A Saúde é de competência da União, dos Estados, do Distrito Federal e dos Municípios, com garantia de orçamento adequado para execução dos serviços. A transferência de fundos públicos para o setor privado compromete a perspectiva pública do SUS e transfere a responsabilidade para setores hegemônicos da sociedade cujos interesses, definitivamente, não são o de garantir o acesso a serviços de saúde de qualidade de forma indiscriminada entre cidadãs e cidadãos, mas de transformar a saúde em mercadoria.
Estamos em uma conjuntura marcada pela expressiva disputa de projetos societários bem distintos, que se opõem entre uma perspectiva ultraneoliberal e conservadora e outra garantidora de direitos, sob responsabilidade do Estado. Neste contexto, propostas que visem avançar no processo de privatização dos serviços públicos devem ser denunciadas e combatidas por significarem retrocessos no combate às desigualdades e opressões, características definidoras da formação social do Brasil.
Retirar direitos conquistados se constitui como um ataque à democracia, dando espaço para avanço de perspectivas neofascistas, negacionistas, ultraneoliberais, individualistas, conservadoras, desumanas, moralistas, racistas, machistas-misóginas, homofóbicas, armamentistas, anticivilizatórias e antissociais.
As políticas de austeridade fiscal, a transferência de recursos para pagamento da dívida pública e as desonerações indiscriminadas de receitas desfinanciam direitos sociais, beneficiando setores que visam essencialmente o lucro! Desde o início de sua implementação, o SUS vem passando por processos políticos, gerenciais e financeiros que apontam para sua descaracterização, sendo a privatização da saúde uma das faces mais perversas desse fenômeno.
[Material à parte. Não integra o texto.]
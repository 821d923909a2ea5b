//! Word Points - deterministic word scoring.
//!
//! A word scores 1 point per vowel, 2 points per consonant and nothing for
//! any other character. Scoring is case-insensitive and pure, so a scorer can
//! be shared freely across threads.
//!
//! # Architecture
//!
//! - **domain**: Value objects for words, scores and character classes
//! - **scoring**: The word scorer
//! - **error**: Custom error types for precise error handling
//! - **config**: Configuration management from environment variables
//! - **report**: Line rendering for the `word-points` binary

pub mod config;
pub mod domain;
pub mod error;
pub mod report;
pub mod scoring;

pub use config::ScoringConfig;
pub use domain::{CharacterClass, Score, ScoreBreakdown, Word, YPolicy};
pub use error::{ConfigError, ScoringError};
pub use scoring::{points_for_word, WordScorer};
Diante disso, a Frente Nacional Contra a Privatização da Saúde (FNCPS) defende que os governos devem se comprometer com o fortalecimento do SUS, enfrentando o seu subfinanciamento e a histórica sabotagem do seu caráter público e universal, que tem impedido sua plena consolidação e comprometem a prestação de serviços com a qualidade e a celeridade que a sociedade necessita. Essa sabotagem tem sido realizada pelo setor privado, o qual lucra com a saúde e usufrui dos recursos públicos, com apoio do Estado.
É necessário restaurar a radicalidade dos primórdios do Movimento da Reforma Sanitária e da Reforma Psiquiátrica Brasileira em oposição à saúde como mercadoria e fonte de lucro. Defendemos que a Saúde seja atribuição do Estado, a alocação exclusiva de recursos públicos para a ampliação da rede pública de serviços nas três esferas de governo; e a perspectiva da saúde a partir de seu conceito de determinação social.
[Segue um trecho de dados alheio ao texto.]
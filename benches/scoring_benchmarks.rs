//! Performance benchmarks for word scoring.
//!
//! Scoring is linear in word length; these benchmarks track the per-character
//! cost across a few input sizes.

use criterion::{black_box, criterion_group, criterion_main, BenchmarkId, Criterion};
use word_points::{points_for_word, WordScorer};

fn bench_points_for_word(c: &mut Criterion) {
    c.bench_function("points_for_word_test", |b| {
        b.iter(|| points_for_word(black_box("test")))
    });
}

fn bench_word_lengths(c: &mut Criterion) {
    let scorer = WordScorer::default();
    let mut group = c.benchmark_group("score_by_length");

    for len in [16usize, 256, 4096] {
        let word: String = "Pneumonoultramicroscopic-123 "
            .chars()
            .cycle()
            .take(len)
            .collect();

        group.bench_with_input(BenchmarkId::from_parameter(len), &word, |b, word| {
            b.iter(|| scorer.score(black_box(word)))
        });
    }

    group.finish();
}

criterion_group!(benches, bench_points_for_word, bench_word_lengths);
criterion_main!(benches);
As tentativas de conciliar o setor público com o privado se mostram fracassadas ao longo dos anos, pois a lógica inerente ao setor privado é a mercantil, enquanto a lógica do setor público é a de atender às necessidades da população.
Nesse sentido, defendemos o SUS público, estatal, gratuito, universal, laico e com participação popular. Somos contra qualquer forma de privatização!